• **Work instructions**:
Nothing in the records may be altered; repeat them exactly.

== Segment start ==

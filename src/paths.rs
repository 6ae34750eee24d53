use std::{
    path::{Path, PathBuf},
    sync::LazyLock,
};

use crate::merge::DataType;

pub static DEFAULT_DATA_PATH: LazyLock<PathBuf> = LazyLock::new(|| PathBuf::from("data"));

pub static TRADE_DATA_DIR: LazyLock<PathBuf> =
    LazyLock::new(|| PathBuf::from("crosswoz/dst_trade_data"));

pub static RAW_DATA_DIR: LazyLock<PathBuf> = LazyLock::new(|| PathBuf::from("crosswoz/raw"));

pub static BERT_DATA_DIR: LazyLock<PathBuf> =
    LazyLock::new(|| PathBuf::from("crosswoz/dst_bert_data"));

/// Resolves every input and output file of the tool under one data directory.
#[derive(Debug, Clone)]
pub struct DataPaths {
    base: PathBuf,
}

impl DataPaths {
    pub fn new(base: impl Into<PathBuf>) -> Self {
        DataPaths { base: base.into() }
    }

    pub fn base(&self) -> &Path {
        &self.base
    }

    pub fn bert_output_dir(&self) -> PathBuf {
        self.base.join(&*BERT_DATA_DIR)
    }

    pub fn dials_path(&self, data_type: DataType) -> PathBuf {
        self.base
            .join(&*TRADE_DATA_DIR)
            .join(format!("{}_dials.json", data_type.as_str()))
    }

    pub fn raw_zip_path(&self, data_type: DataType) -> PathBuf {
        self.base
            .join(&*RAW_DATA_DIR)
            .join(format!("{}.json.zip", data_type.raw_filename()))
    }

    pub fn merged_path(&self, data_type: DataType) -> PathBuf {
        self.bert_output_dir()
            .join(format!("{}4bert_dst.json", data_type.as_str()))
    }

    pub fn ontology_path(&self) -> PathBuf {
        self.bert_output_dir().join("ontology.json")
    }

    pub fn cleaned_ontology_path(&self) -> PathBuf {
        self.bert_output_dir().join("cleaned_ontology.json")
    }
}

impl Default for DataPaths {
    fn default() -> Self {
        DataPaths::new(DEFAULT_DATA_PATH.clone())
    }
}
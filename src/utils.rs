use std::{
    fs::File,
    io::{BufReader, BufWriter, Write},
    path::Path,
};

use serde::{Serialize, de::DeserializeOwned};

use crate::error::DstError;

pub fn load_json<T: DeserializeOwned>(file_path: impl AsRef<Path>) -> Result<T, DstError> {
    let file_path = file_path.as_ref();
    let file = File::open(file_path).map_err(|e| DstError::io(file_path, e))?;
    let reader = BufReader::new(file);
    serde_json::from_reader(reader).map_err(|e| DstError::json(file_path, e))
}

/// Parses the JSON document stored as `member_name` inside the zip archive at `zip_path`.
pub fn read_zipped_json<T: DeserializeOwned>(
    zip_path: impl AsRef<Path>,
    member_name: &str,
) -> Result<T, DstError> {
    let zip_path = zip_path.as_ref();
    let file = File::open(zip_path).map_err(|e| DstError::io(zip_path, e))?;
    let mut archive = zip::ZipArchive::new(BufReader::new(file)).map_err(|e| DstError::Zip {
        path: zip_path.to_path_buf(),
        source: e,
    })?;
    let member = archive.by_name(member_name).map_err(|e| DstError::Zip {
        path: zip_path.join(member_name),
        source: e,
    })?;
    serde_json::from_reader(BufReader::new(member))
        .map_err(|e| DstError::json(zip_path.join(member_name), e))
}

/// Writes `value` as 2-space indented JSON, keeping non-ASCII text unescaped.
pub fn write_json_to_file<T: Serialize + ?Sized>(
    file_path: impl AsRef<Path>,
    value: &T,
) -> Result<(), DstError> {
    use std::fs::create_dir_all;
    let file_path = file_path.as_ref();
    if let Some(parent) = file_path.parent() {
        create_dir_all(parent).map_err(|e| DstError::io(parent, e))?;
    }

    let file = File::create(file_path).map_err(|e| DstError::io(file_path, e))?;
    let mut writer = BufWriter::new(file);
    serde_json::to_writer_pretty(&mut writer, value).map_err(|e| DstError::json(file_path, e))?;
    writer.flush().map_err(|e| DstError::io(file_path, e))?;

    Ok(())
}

== Segment end ==

• **Output for this exercise**:
filename src/paths.rs
repository 6ae34750eee24d53
use std::{
    path::{Path, PathBuf},
    sync::LazyLock,
};

use crate::merge::DataType;

pub static DEFAULT_DATA_PATH: LazyLock<PathBuf> = LazyLock::new(|| PathBuf::from("data"));

pub static TRADE_DATA_DIR: LazyLock<PathBuf> =
    LazyLock::new(|| PathBuf::from("crosswoz/dst_trade_data"));

pub static RAW_DATA_DIR: LazyLock<PathBuf> = LazyLock::new(|| PathBuf::from("crosswoz/raw"));

pub static BERT_DATA_DIR: LazyLock<PathBuf> =
    LazyLock::new(|| PathBuf::from("crosswoz/dst_bert_data"));

/// Resolves every input and output file of the tool under one data directory.
#[derive(Debug, Clone)]
pub struct DataPaths {
    base: PathBuf,
}

impl DataPaths {
    pub fn new(base: impl Into<PathBuf>) -> Self {
        DataPaths { base: base.into() }
    }

    pub fn base(&self) -> &Path {
        &self.base
    }

    pub fn bert_output_dir(&self) -> PathBuf {
        self.base.join(&*BERT_DATA_DIR)
    }

    pub fn dials_path(&self, data_type: DataType) -> PathBuf {
        self.base
            .join(&*TRADE_DATA_DIR)
            .join(format!("{}_dials.json", data_type.as_str()))
    }

    pub fn raw_zip_path(&self, data_type: DataType) -> PathBuf {
        self.base
            .join(&*RAW_DATA_DIR)
            .join(format!("{}.json.zip", data_type.raw_filename()))
    }

    pub fn merged_path(&self, data_type: DataType) -> PathBuf {
        self.bert_output_dir()
            .join(format!("{}4bert_dst.json", data_type.as_str()))
    }

    pub fn ontology_path(&self) -> PathBuf {
        self.bert_output_dir().join("ontology.json")
    }

    pub fn cleaned_ontology_path(&self) -> PathBuf {
        self.bert_output_dir().join("cleaned_ontology.json")
    }
}

impl Default for DataPaths {
    fn default() -> Self {
        DataPaths::new(DEFAULT_DATA_PATH.clone())
    }
}
filename src/utils.rs
use std::{
    fs::File,
    io::{BufReader, BufWriter, Write},
    path::Path,
};

use serde::{Serialize, de::DeserializeOwned};

use crate::error::DstError;

pub fn load_json<T: DeserializeOwned>(file_path: impl AsRef<Path>) -> Result<T, DstError> {
    let file_path = file_path.as_ref();
    let file = File::open(file_path).map_err(|e| DstError::io(file_path, e))?;
    let reader = BufReader::new(file);
    serde_json::from_reader(reader).map_err(|e| DstError::json(file_path, e))
}

/// Parses the JSON document stored as `member_name` inside the zip archive at `zip_path`.
pub fn read_zipped_json<T: DeserializeOwned>(
    zip_path: impl AsRef<Path>,
    member_name: &str,
) -> Result<T, DstError> {
    let zip_path = zip_path.as_ref();
    let file = File::open(zip_path).map_err(|e| DstError::io(zip_path, e))?;
    let mut archive = zip::ZipArchive::new(BufReader::new(file)).map_err(|e| DstError::Zip {
        path: zip_path.to_path_buf(),
        source: e,
    })?;
    let member = archive.by_name(member_name).map_err(|e| DstError::Zip {
        path: zip_path.join(member_name),
        source: e,
    })?;
    serde_json::from_reader(BufReader::new(member))
        .map_err(|e| DstError::json(zip_path.join(member_name), e))
}

/// Writes `value` as 2-space indented JSON, keeping non-ASCII text unescaped.
pub fn write_json_to_file<T: Serialize + ?Sized>(
    file_path: impl AsRef<Path>,
    value: &T,
) -> Result<(), DstError> {
    use std::fs::create_dir_all;
    let file_path = file_path.as_ref();
    if let Some(parent) = file_path.parent() {
        create_dir_all(parent).map_err(|e| DstError::io(parent, e))?;
    }

    let file = File::create(file_path).map_err(|e| DstError::io(file_path, e))?;
    let mut writer = BufWriter::new(file);
    serde_json::to_writer_pretty(&mut writer, value).map_err(|e| DstError::json(file_path, e))?;
    writer.flush().map_err(|e| DstError::io(file_path, e))?;

    Ok(())
}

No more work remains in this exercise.